Looking now to the issue of estoppel, let us examine some of our prior decisions touching this phase of the matter. In the case of Betz v. Swanson, 200 Iowa 824, 828, 205 N. W. 507, 509, we had under consideration this question of negligence in failing to read and understand what was contained in a written instrument, and in that case the same defense was urged as is being urged by the defendant company in the instant case, and the court said:

“Based upon the evidence showing this transaction, appellant argues that appellee is estopped by the negligence of. himself and his attorney from having a decree of reformation upon any of the grounds stated. This is perhaps the most troublesome question in the ease. Appellant cites a large number of decisions of this court to sustain his plea of estoppel. Roundy v. Kent, 75 Iowa 662, 37 N. W. 146; McCormack v. Molburg, 43 *832 Iowa 561; McKinney v.
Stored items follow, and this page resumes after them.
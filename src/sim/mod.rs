//! Deterministic simulation module
//!
//! All gameplay logic lives here. This module must be pure and deterministic:
//! - Caller-supplied timestep, rates scaled per reference tick
//! - Seeded RNG only
//! - Stable iteration order (scroll order, which is also spawn order)
//! - No rendering or platform dependencies

pub mod collision;
pub mod generator;
pub mod intent;
pub mod rect;
pub mod state;
pub mod tick;

pub use collision::Contact;
pub use generator::Spawn;
pub use intent::{Intent, IntentBuffer, IntentSet};
pub use rect::Rect;
pub use state::{Avatar, GameState, GameStatus, ObjectKind, Snapshot, WorldObject};
pub use tick::{Engine, clamp_vertical};
//! Contact classification between the avatar and world objects
//!
//! Gap columns use a per-column opening test against the fixed reference
//! column. Rectangular kinds use AABB tests, with platforms acting as
//! one-way surfaces: only a fall through the top edge counts as a landing,
//! side and bottom contact pass through.

use super::rect::Rect;
use super::state::{Avatar, ObjectKind, WorldObject};

/// Result of a contact check
#[derive(Debug, Clone, Copy, PartialEq)]
pub enum Contact {
    /// No interaction
    None,
    /// Landed on a surface whose top edge is at `top`
    Supported { top: f32 },
    /// Overlapping a climbable surface
    Climbable,
    /// Terminal contact
    Blocked,
}

impl Contact {
    pub fn is_blocking(&self) -> bool {
        matches!(self, Contact::Blocked)
    }
}

/// Opening test for a gap column
///
/// The column swept `[x, prev_x + width)` during its last advance. When
/// `reference_x` falls inside that band the avatar must lie within
/// `[top, bottom)` of the opening, however far the column moved.
pub fn gap_contact(reference_x: f32, avatar: &Rect, obstacle: &WorldObject) -> Contact {
    let Some((open_top, open_bottom)) = obstacle.opening() else {
        return Contact::None;
    };
    let in_band = obstacle.x <= reference_x && reference_x < obstacle.prev_trailing_edge();
    if !in_band {
        return Contact::None;
    }
    if avatar.top() < open_top || avatar.bottom() >= open_bottom {
        Contact::Blocked
    } else {
        Contact::None
    }
}

/// Landing test for a one-way platform
///
/// `prev_bottom` is the avatar's bottom edge before this tick's integration
/// and `vy` the velocity it moved with. A landing needs a non-upward
/// velocity, the bottom edge crossing the top surface from above, and
/// horizontal overlap.
pub fn platform_contact(prev_bottom: f32, vy: f32, avatar: &Rect, platform: &Rect) -> Contact {
    let top = platform.top();
    let falling = vy >= 0.0;
    let crossed_top = prev_bottom <= top && avatar.bottom() >= top;
    if falling && crossed_top && avatar.overlaps_horizontally(platform) {
        Contact::Supported { top }
    } else {
        Contact::None
    }
}

/// Avatar center inside the ladder
pub fn ladder_contact(avatar: &Rect, ladder: &Rect) -> Contact {
    if ladder.contains_point(avatar.center()) {
        Contact::Climbable
    } else {
        Contact::None
    }
}

/// Any overlap with a hazard is terminal
pub fn hazard_contact(avatar: &Rect, hazard: &Rect) -> Contact {
    if avatar.overlaps(hazard) {
        Contact::Blocked
    } else {
        Contact::None
    }
}

/// Classify the avatar against one world object
pub fn resolve(avatar: &Avatar, prev_bottom: f32, reference_x: f32, object: &WorldObject) -> Contact {
    let bounds = avatar.bounds();
    match (object.kind, object.bounds()) {
        (ObjectKind::Gap { .. }, _) => gap_contact(reference_x, &bounds, object),
        (ObjectKind::Platform { .. }, Some(rect)) => {
            platform_contact(prev_bottom, avatar.vel.y, &bounds, &rect)
        }
        (ObjectKind::Ladder { .. }, Some(rect)) => ladder_contact(&bounds, &rect),
        (ObjectKind::Hazard { .. }, Some(rect)) => hazard_contact(&bounds, &rect),
        _ => Contact::None,
    }
}

#[cfg(test)]
mod tests {
    use super::*;
    use glam::Vec2;

    fn pipe(x: f32, center: f32) -> WorldObject {
        WorldObject::new(
            1,
            x,
            3.0,
            ObjectKind::Gap {
                center,
                half_gap: 4.0,
            },
        )
    }

    fn point(y: f32) -> Rect {
        Rect::new(16.0, y, 0.0, 0.0)
    }

    #[test]
    fn test_gap_blocks_above_opening() {
        // Opening is [6, 14)
        let obstacle = pipe(15.0, 10.0);
        assert_eq!(gap_contact(16.0, &point(5.0), &obstacle), Contact::Blocked);
    }

    #[test]
    fn test_gap_opening_is_half_open() {
        let obstacle = pipe(15.0, 10.0);
        assert_eq!(gap_contact(16.0, &point(6.0), &obstacle), Contact::None);
        assert_eq!(gap_contact(16.0, &point(13.9), &obstacle), Contact::None);
        assert_eq!(gap_contact(16.0, &point(14.0), &obstacle), Contact::Blocked);
    }

    #[test]
    fn test_gap_ignores_avatar_outside_band() {
        let obstacle = pipe(20.0, 10.0);
        assert_eq!(gap_contact(16.0, &point(0.0), &obstacle), Contact::None);
        // Trailing edge is exclusive
        let obstacle = pipe(13.0, 10.0);
        assert_eq!(gap_contact(16.0, &point(0.0), &obstacle), Contact::None);
    }

    #[test]
    fn test_gap_checks_band_swept_this_advance() {
        // Moves from [20, 23) to [8, 11), jumping over column 16
        let mut obstacle = pipe(20.0, 10.0);
        obstacle.advance(12.0);
        assert_eq!(gap_contact(16.0, &point(2.0), &obstacle), Contact::Blocked);
        assert_eq!(gap_contact(16.0, &point(10.0), &obstacle), Contact::None);

        // Next advance stays left of the column
        obstacle.advance(12.0);
        assert_eq!(gap_contact(16.0, &point(2.0), &obstacle), Contact::None);
    }

    #[test]
    fn test_platform_landing_from_above() {
        let platform = Rect::new(0.0, 100.0, 50.0, 10.0);
        let avatar = Rect::new(10.0, 70.0, 10.0, 32.0); // bottom 102
        assert_eq!(
            platform_contact(98.0, 4.0, &avatar, &platform),
            Contact::Supported { top: 100.0 }
        );
    }

    #[test]
    fn test_platform_pass_through_from_below() {
        let platform = Rect::new(0.0, 100.0, 50.0, 10.0);
        // Rising through the platform
        let avatar = Rect::new(10.0, 75.0, 10.0, 30.0); // bottom 105
        assert_eq!(platform_contact(112.0, -7.0, &avatar, &platform), Contact::None);
        // Falling but already below the top last tick
        assert_eq!(platform_contact(103.0, 2.0, &avatar, &platform), Contact::None);
    }

    #[test]
    fn test_platform_requires_horizontal_overlap() {
        let platform = Rect::new(0.0, 100.0, 50.0, 10.0);
        let avatar = Rect::new(50.0, 70.0, 10.0, 32.0);
        assert_eq!(platform_contact(98.0, 4.0, &avatar, &platform), Contact::None);
    }

    #[test]
    fn test_ladder_uses_avatar_center() {
        let ladder = Rect::new(80.0, 400.0, 20.0, 120.0);
        let on = Rect::new(76.0, 450.0, 28.0, 36.0); // center (90, 468)
        let off = Rect::new(40.0, 450.0, 28.0, 36.0); // center (54, 468), box still touches
        assert_eq!(ladder_contact(&on, &ladder), Contact::Climbable);
        assert_eq!(ladder_contact(&off, &ladder), Contact::None);
    }

    #[test]
    fn test_hazard_overlap_blocks() {
        let hazard = Rect::new(100.0, 100.0, 26.0, 26.0);
        assert!(hazard_contact(&Rect::new(110.0, 90.0, 28.0, 36.0), &hazard).is_blocking());
        assert!(!hazard_contact(&Rect::new(126.0, 90.0, 28.0, 36.0), &hazard).is_blocking());
    }

    #[test]
    fn test_resolve_dispatches_by_kind() {
        let avatar = Avatar {
            pos: Vec2::new(10.0, 70.0),
            vel: Vec2::new(0.0, 4.0),
            size: Vec2::new(10.0, 32.0),
            on_ground: false,
            on_climbable: false,
        };
        let platform = WorldObject::new(
            2,
            0.0,
            50.0,
            ObjectKind::Platform {
                top: 100.0,
                thickness: 10.0,
            },
        );
        assert_eq!(
            resolve(&avatar, 98.0, 16.0, &platform),
            Contact::Supported { top: 100.0 }
        );

        let hazard = WorldObject::new(3, 5.0, 10.0, ObjectKind::Hazard { top: 80.0, size: 10.0 });
        assert_eq!(resolve(&avatar, 98.0, 16.0, &hazard), Contact::Blocked);
    }
}
//! Vault secret-store client
//!
//! Writes each user's API key into the cluster's Vault KV and removes it on
//! teardown. Deletes treat an already-missing entry as success so teardown
//! stays idempotent.

use crate::config::{ClusterTarget, VAULT_SECRET_MOUNT};
use crate::types::ProvisionError;
use reqwest::{Client, StatusCode};
use serde::Serialize;
use tracing::debug;

/// Header carrying the Vault token
const VAULT_TOKEN_HEADER: &str = "X-Vault-Token";

/// Secret body: the key-auth material stored under `auth_key`
#[derive(Debug, Serialize)]
struct SecretPayload<'a> {
    auth_key: &'a str,
}

/// Vault client shared across all clusters
#[derive(Clone)]
pub struct VaultClient {
    http_client: Client,
}

impl VaultClient {
    pub fn new(http_client: Client) -> Self {
        Self { http_client }
    }

    /// Path of a user's secret below a cluster's Vault base URL
    pub fn secret_path(username: &str) -> String {
        format!("/{}/{}", VAULT_SECRET_MOUNT, username)
    }

    /// Write a user's API key into the cluster's Vault
    pub async fn store_auth_key(
        &self,
        cluster: &ClusterTarget,
        username: &str,
        apikey: &str,
    ) -> Result<(), ProvisionError> {
        let url = format!("{}{}", cluster.vault_url, Self::secret_path(username));

        debug!(cluster = %cluster.name, username = %username, "Writing Vault secret");

        let response = self
            .http_client
            .post(&url)
            .header(VAULT_TOKEN_HEADER, &cluster.vault_token)
            .json(&SecretPayload { auth_key: apikey })
            .send()
            .await?;

        let status = response.status();
        if !status.is_success() {
            let body = response.text().await.unwrap_or_default();
            return Err(ProvisionError::VaultStatus {
                status: status.as_u16(),
                path: url,
                body,
            });
        }

        Ok(())
    }

    /// Delete a user's secret; 200, 204 and 404 all count as removed
    pub async fn delete_auth_key(
        &self,
        cluster: &ClusterTarget,
        username: &str,
    ) -> Result<(), ProvisionError> {
        let url = format!("{}{}", cluster.vault_url, Self::secret_path(username));

        debug!(cluster = %cluster.name, username = %username, "Deleting Vault secret");

        let response = self
            .http_client
            .delete(&url)
            .header(VAULT_TOKEN_HEADER, &cluster.vault_token)
            .send()
            .await?;

        let status = response.status();
        if status == StatusCode::NOT_FOUND {
            debug!(cluster = %cluster.name, username = %username, "Vault secret already absent");
            return Ok(());
        }
        if !status.is_success() {
            let body = response.text().await.unwrap_or_default();
            return Err(ProvisionError::VaultStatus {
                status: status.as_u16(),
                path: url,
                body,
            });
        }

        Ok(())
    }
}
//! Credential snapshot file
//!
//! The sole durable artifact of a provisioning run: a CSV with one line per
//! identity, written after create and removed after delete so test suites
//! can pick up the generated keys.

use crate::identity::TestIdentity;
use std::fs;
use std::path::Path;
use tracing::{info, warn};

/// Header line of the snapshot CSV
pub const SNAPSHOT_HEADER: &str = "username,apikey";

/// Write the credential snapshot, replacing any previous file
pub fn write_snapshot(path: &Path, identities: &[TestIdentity]) -> std::io::Result<()> {
    let mut lines = Vec::with_capacity(identities.len() + 1);
    lines.push(SNAPSHOT_HEADER.to_string());
    for identity in identities {
        lines.push(format!("{},{}", identity.username, identity.apikey));
    }

    fs::write(path, lines.join("\n") + "\n")?;

    info!(
        path = %path.display(),
        users = identities.len(),
        "Credential snapshot written"
    );
    Ok(())
}

/// Remove the credential snapshot; a missing file is tolerated
pub fn remove_snapshot(path: &Path) -> std::io::Result<()> {
    if path.exists() {
        fs::remove_file(path)?;
        info!(path = %path.display(), "Credential snapshot removed");
    } else {
        warn!(path = %path.display(), "No credential snapshot to remove");
    }
    Ok(())
}
//! Test User Agent Library
//!
//! Provisions synthetic API consumers across clusters by pairing
//! Vault secret writes with APISIX consumer upserts.

pub mod apisix;
pub mod artifact;
pub mod config;
pub mod identity;
pub mod provisioner;
pub mod types;
pub mod vault;

pub use apisix::ApisixAdminClient;
pub use config::{ClusterTarget, Settings};
pub use identity::TestIdentity;
pub use provisioner::Provisioner;
pub use types::{ProvisionError, RunSummary};
pub use vault::VaultClient;
//! Shared types for test-user provisioning
//!
//! Error taxonomy for the two control planes plus the summary returned by
//! a provisioning run.

use std::time::Duration;
use thiserror::Error;

/// Errors that can occur while provisioning or tearing down test users
#[derive(Debug, Error)]
pub enum ProvisionError {
    /// Startup configuration is unusable (mismatched lists, zero-sized knobs)
    #[error("Invalid configuration: {0}")]
    InvalidConfig(String),

    /// Transport-level HTTP failure (connect, timeout, TLS)
    #[error("HTTP request failed: {0}")]
    Transport(#[from] reqwest::Error),

    /// Vault answered with a non-success status
    #[error("Vault returned {status} for {path}: {body}")]
    VaultStatus {
        status: u16,
        path: String,
        body: String,
    },

    /// APISIX admin API answered with a non-success status
    #[error("APISIX admin API returned {status} for {path}: {body}")]
    ApisixStatus {
        status: u16,
        path: String,
        body: String,
    },

    /// A spawned request task was cancelled or panicked
    #[error("Request task failed: {0}")]
    TaskJoin(String),

    /// Reading or writing the credential snapshot failed
    #[error("Credential snapshot I/O failed: {0}")]
    Snapshot(#[from] std::io::Error),
}

/// Outcome of a create or delete run
#[derive(Debug, Clone)]
pub struct RunSummary {
    /// Number of identities processed
    pub identities: usize,
    /// Number of clusters targeted
    pub clusters: usize,
    /// Vault requests issued (one per cluster/identity pair)
    pub vault_requests: usize,
    /// Gateway admin requests issued (one per cluster/identity pair)
    pub gateway_requests: usize,
    /// Number of batches the identities were split into
    pub batches: usize,
    /// Wall-clock time spent on the HTTP fan-out
    pub elapsed: Duration,
}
Herrick, 66 Iowa 414, 23 N. W. 767; Wallace v. Chicago, St. P. M. & O. R. Co., 67 Iowa 547, 25 N. W. 772; Reid, Murdock & Co. v. Bradley, 105 Iowa 220, 74 N. W. 896; In re Estate of Patterson, 199 Iowa 362, 202 N. W. 8; Houchin v. Auracher, 194 Iowa 606, 190 N. W. 3. The negligence charged in each of these cases was the failure of the complaining party to read or otherwise familiarize himself with the contents of an instrument signed by him. The strict rule of these cases is not to be applied here, although negligence may, in a proper case, be invoked, to prevent the reformation of a written instrument. The rule applicable to cases such as we are considering, as stated in Snyder v. Ives, 42 Iowa 157, is as follows :
‘The law requires only reasonable diligence, and requires this to the end that culpable negligence may not be encouraged. ’
“See, also, Latimer v. Jones, 55 Iowa503, 8 N. W. 327; Jack-man v. Herrick, 178 Iowa 1374, 161 N. W. 97; Lundean v. Hamilton, 184 Iowa 907, 169 N. W. 208; Pomeroy’s Equity Jurisprudence (3d Ed.) section 856.